In a study only available as an abstract, intraperitoneal (i.p.) injections of perylene at doses of 200–1,000 mg/kg 3 times/week for 8 weeks did not induce lung tumors in Strain A mice, a sensitive model for detecting lung tumor induction, following a 16-week postexposure observation period (Anderson and Anderson, 1987). Due to the limitations of these available injection and dermal cancer studies, it is not possible to thoroughly assess perylene’s carcinogenic potential following oral and inhalation exposures.

2.3.3. Metabolism/Toxicokinetic Studies

There is limited information available on in vivo toxicokinetics or metabolism of perylene. A single study evaluated metabolism in rat subcutaneous tissue following s.c. injection of various PAHs (Flesher and Myers, 1990). In this study, perylene did not show any evidence of bioalkylation or metabolism within subcutaneous tissue. In contrast, a weakly carcinogenic PAH, benz[a]anthracene, showed evidence of bioalkylation substitution reactions in rat subcutaneous tissue. Other tissues in the body were not evaluated for parent compound or metabolite levels in this study. No other studies were identified to evaluate in vivo toxicokinetics or metabolism of perylene. Because absorption and distribution of a chemical in the body are determined largely by physical and chemical properties related to chemical size and general structure (e.g., lipophilicity, vapor pressure, etc.), it is reasonable to assume that perylene will be absorbed and distributed similarly to other PAHs of similar size and structure with similar physical and chemical properties (e.g., BaP). PAHs, in general, are metabolized in multiple tissues in the body into more soluble metabolites, including dihydrodiols, phenols, quinones, and epoxides, that form conjugates with glucuronide, glutathione (GSH), or sulfate (U.S. EPA, 2017b; IARC, 2010; ATSDR, 1995).

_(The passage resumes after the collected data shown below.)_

//! URL shortener service

use std::sync::Arc;

use chrono::Utc;
use tracing::{debug, info, trace};

use crate::config::LimitsConfig;
use crate::errors::{Result, ToolbeltError};
use crate::ids::{IdPolicy, with_unique_id};
use crate::services::expiry_from_ttl;
use crate::storage::{ShortUrl, ShortUrlStore};
use crate::utils::url_validator::validate_url;

pub struct UrlService {
    store: Arc<dyn ShortUrlStore>,
    ids: IdPolicy,
    limits: LimitsConfig,
}

impl UrlService {
    pub fn new(store: Arc<dyn ShortUrlStore>, ids: IdPolicy, limits: LimitsConfig) -> Self {
        Self { store, ids, limits }
    }

    /// 创建短链接
    ///
    /// 同一目标多次创建会得到不同的 short_id，不做去重。
    pub async fn create_short_url(
        &self,
        url: &str,
        owner_id: Option<i64>,
        ttl_secs: Option<u64>,
    ) -> Result<ShortUrl> {
        let target_url =
            validate_url(url).map_err(|e| ToolbeltError::invalid_input(e.to_string()))?;

        let now = Utc::now();
        let expires_at = expiry_from_ttl(now, ttl_secs, self.limits.max_ttl_secs)?;

        let short_url = with_unique_id("short url", self.ids, |short_id| {
            let record = ShortUrl {
                short_id,
                target_url: target_url.clone(),
                owner_id,
                created_at: now,
                expires_at,
                hit_count: 0,
            };
            self.store.insert_short_url(record)
        })
        .await?;

        info!(
            "UrlService: created short URL '{}' -> {}",
            short_url.short_id, short_url.target_url
        );
        Ok(short_url)
    }

    /// 查询短链接信息，不计入点击
    pub async fn get_short_url_info(&self, short_id: &str) -> Result<ShortUrl> {
        let short_url = self.store.get_short_url(short_id).await?;
        if short_url.is_expired() {
            debug!("UrlService: short URL '{}' has expired", short_id);
            return Err(expired(short_id));
        }
        Ok(short_url)
    }

    /// 解析短链接并计数
    ///
    /// 计数在存储层以单条 UPDATE 完成，并发调用不会丢失点击。
    pub async fn redirect_to_original_url(&self, short_id: &str) -> Result<String> {
        let short_url = self.get_short_url_info(short_id).await?;
        self.store.increment_hit_count(short_id).await?;

        trace!("UrlService: redirect {} -> {}", short_id, short_url.target_url);
        Ok(short_url.target_url)
    }

    pub async fn delete_short_url(&self, short_id: &str, owner_id: Option<i64>) -> Result<()> {
        self.store.delete_short_url(short_id, owner_id).await?;
        info!("UrlService: deleted short URL '{}'", short_id);
        Ok(())
    }

    pub async fn purge_expired(&self) -> Result<u64> {
        self.store.purge_expired_short_urls(Utc::now()).await
    }
}

fn expired(short_id: &str) -> ToolbeltError {
    ToolbeltError::not_found(format!("Short URL '{}' not found", short_id))
}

Several studies have evaluated the potential for perylene to induce metabolic enzymes. Most studies have focused on aryl hydrocarbon hydroxylase (AHH), an enzyme induced by many PAHs (Neubert and Tapken, 1988; Asokan et al., 1986; Mukhtar et al., 1982; Neubert and Tapken, 1978). Findings for AHH induction by perylene are mixed. In dermal studies with neonatal rats, Asokan et al. (1986) reported a significant 1.6-fold induction of AHH in neonatal rat skin, but not neonatal liver, while Mukhtar et al. (1982) observed the opposite (a significant 1.6-fold increase in AHH in neonatal liver, but not the skin). In both studies, the induction by perylene was approximately an order of magnitude lower than known inducers (e.g., 3-methyl-cholanthrene, 7,12-demethylbenzanthracene). During gestational exposures, both AHH activity and overall “BaP hydrolase” activity were elevated in maternal livers, but not in fetal livers (Neubert and Tapken, 1988, 1978). “BaP hydrolase” activity was measured as total BaP breakdown, as opposed to activities of specific hydrolase enzymes. In these studies, the magnitude of perylene enzyme induction was ∼25% lower than induction by BaP. In male rats, i.p. injections of perylene did not induce AHH in the liver (Harris et al., 1988). In vitro, perylene is a weak inducer of AHH and a weak binder of aryl hydrocarbon receptors (AhRs) in rat hepatocytes (Piskorska-Pliszczynska et al., 1986).

In general, exposure to perylene did not lead to induction of other metabolic enzymes measured in skin and/or liver, including 7-ethoxyresorufin O-deethylase (EROD), 7-ethoxycoumarin O-deethylase (ECOD), benzphetamine n-demethylase (BPD), nicotinamide adenine dinucleotide phosphate (NADPH)-cytochrome c, nicotinamide adenine dinucleotide hydrogen (NADH)-ferricyanide reductase, or cytochrome P450 (CYP450) (Harris et al., 1988; Asokan et al., 1986; Mukhtar et al., 1982). Following i.p. exposure to perylene, there was no evidence of induction of glycolytic enzymes, pyruvate kinase, or lactate dehydrogenase in the mouse lung (Rády et al., 1981; Rády et al., 1980).